--- Supplied records Enclosed Below ---
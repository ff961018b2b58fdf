//! Cell module - a single grid slot and its merge arithmetic

use std::fmt;

/// One grid slot: either empty or holding a positive tile value.
///
/// Cells are plain values. A move never edits a cell in place; it builds new
/// cells from old ones via [`Cell::merge`].
#[derive(Debug, Clone, Copy, PartialEq, Eq, Hash, Default)]
pub enum Cell {
    #[default]
    Empty,
    Occupied(u32),
}

impl Cell {
    /// Create an occupied cell.
    ///
    /// # Panics
    ///
    /// Panics if `value` is zero; occupied cells always hold a positive value.
    pub fn tile(value: u32) -> Self {
        assert!(value > 0, "occupied cell must hold a positive value");
        Cell::Occupied(value)
    }

    /// Decode the flat `0 = empty` encoding used by snapshots and test fixtures.
    pub fn from_raw(value: u32) -> Self {
        if value == 0 {
            Cell::Empty
        } else {
            Cell::Occupied(value)
        }
    }

    /// Encode as a flat value, `0` for empty.
    pub fn raw(&self) -> u32 {
        match self {
            Cell::Empty => 0,
            Cell::Occupied(v) => *v,
        }
    }

    pub fn value(&self) -> Option<u32> {
        match self {
            Cell::Empty => None,
            Cell::Occupied(v) => Some(*v),
        }
    }

    pub fn is_empty(&self) -> bool {
        matches!(self, Cell::Empty)
    }

    /// Combine two cells.
    ///
    /// An empty cell absorbs into the other side, and two equal tiles fuse
    /// into one of double value. Two unequal tiles are blocked and return
    /// `None`, which is distinct from every successful outcome.
    ///
    /// A pair whose double would not fit in a `u32` is also blocked, so a merge
    /// never produces anything other than the exact sum of its inputs.
    ///
    /// # Examples
    ///
    /// ```
    /// use tui_2048_core::Cell;
    ///
    /// assert_eq!(Cell::tile(4).merge(Cell::tile(4)), Some(Cell::tile(8)));
    /// assert_eq!(Cell::Empty.merge(Cell::tile(2)), Some(Cell::tile(2)));
    /// assert_eq!(Cell::tile(2).merge(Cell::tile(4)), None);
    /// ```
    pub fn merge(self, other: Cell) -> Option<Cell> {
        match (self, other) {
            (Cell::Empty, Cell::Empty) => Some(Cell::Empty),
            (Cell::Empty, occupied @ Cell::Occupied(_)) => Some(occupied),
            (occupied @ Cell::Occupied(_), Cell::Empty) => Some(occupied),
            (Cell::Occupied(a), Cell::Occupied(b)) if a == b => {
                a.checked_add(b).map(Cell::Occupied)
            }
            (Cell::Occupied(_), Cell::Occupied(_)) => None,
        }
    }
}

impl fmt::Display for Cell {
    fn fmt(&self, f: &mut fmt::Formatter<'_>) -> fmt::Result {
        match self {
            Cell::Empty => f.pad("."),
            Cell::Occupied(v) => f.pad(&v.to_string()),
        }
    }
}

#[cfg(test)]
mod tests {
    use super::*;

    #[test]
    fn test_merge_with_empty() {
        assert_eq!(Cell::Empty.merge(Cell::Empty), Some(Cell::Empty));
        assert_eq!(Cell::Empty.merge(Cell::tile(8)), Some(Cell::tile(8)));
        assert_eq!(Cell::tile(8).merge(Cell::Empty), Some(Cell::tile(8)));
    }

    #[test]
    fn test_merge_equal_values_doubles() {
        for v in [1, 2, 4, 3, 1024, 65536] {
            assert_eq!(Cell::tile(v).merge(Cell::tile(v)), Some(Cell::tile(2 * v)));
        }
    }

    #[test]
    fn test_merge_unequal_values_blocked() {
        for (a, b) in [(2, 4), (4, 2), (2, 1024), (3, 6)] {
            assert_eq!(Cell::tile(a).merge(Cell::tile(b)), None);
        }
    }

    #[test]
    fn test_raw_encoding() {
        assert_eq!(Cell::from_raw(0), Cell::Empty);
        assert_eq!(Cell::from_raw(16), Cell::tile(16));
        assert_eq!(Cell::Empty.raw(), 0);
        assert_eq!(Cell::tile(32).raw(), 32);
        assert_eq!(Cell::tile(32).value(), Some(32));
        assert_eq!(Cell::Empty.value(), None);
    }

    #[test]
    fn test_merge_blocks_when_double_overflows() {
        let big = Cell::tile(1 << 31);
        assert_eq!(big.merge(big), None);

        let largest = Cell::tile(1 << 30);
        assert_eq!(largest.merge(largest), Some(Cell::tile(1 << 31)));
    }

    #[test]
    #[should_panic(expected = "positive value")]
    fn test_zero_tile_panics() {
        let _ = Cell::tile(0);
    }

    #[test]
    fn test_display_respects_width() {
        assert_eq!(format!("{:>4}", Cell::tile(16)), "  16");
        assert_eq!(format!("{:>4}", Cell::Empty), "   .");
    }
}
--- End of Enclosed Supplied records ---
Give back, word for word, only the lines above from the line holding "assert_eq!(Cell::Empty.raw(), 0);" to the line holding "assert_eq!(big.merge(big), None);", both included.

:: Solution ::
        assert_eq!(Cell::Empty.raw(), 0);
        assert_eq!(Cell::tile(32).raw(), 32);
        assert_eq!(Cell::tile(32).value(), Some(32));
        assert_eq!(Cell::Empty.value(), None);
    }

    #[test]
    fn test_merge_blocks_when_double_overflows() {
        let big = Cell::tile(1 << 31);
        assert_eq!(big.merge(big), None);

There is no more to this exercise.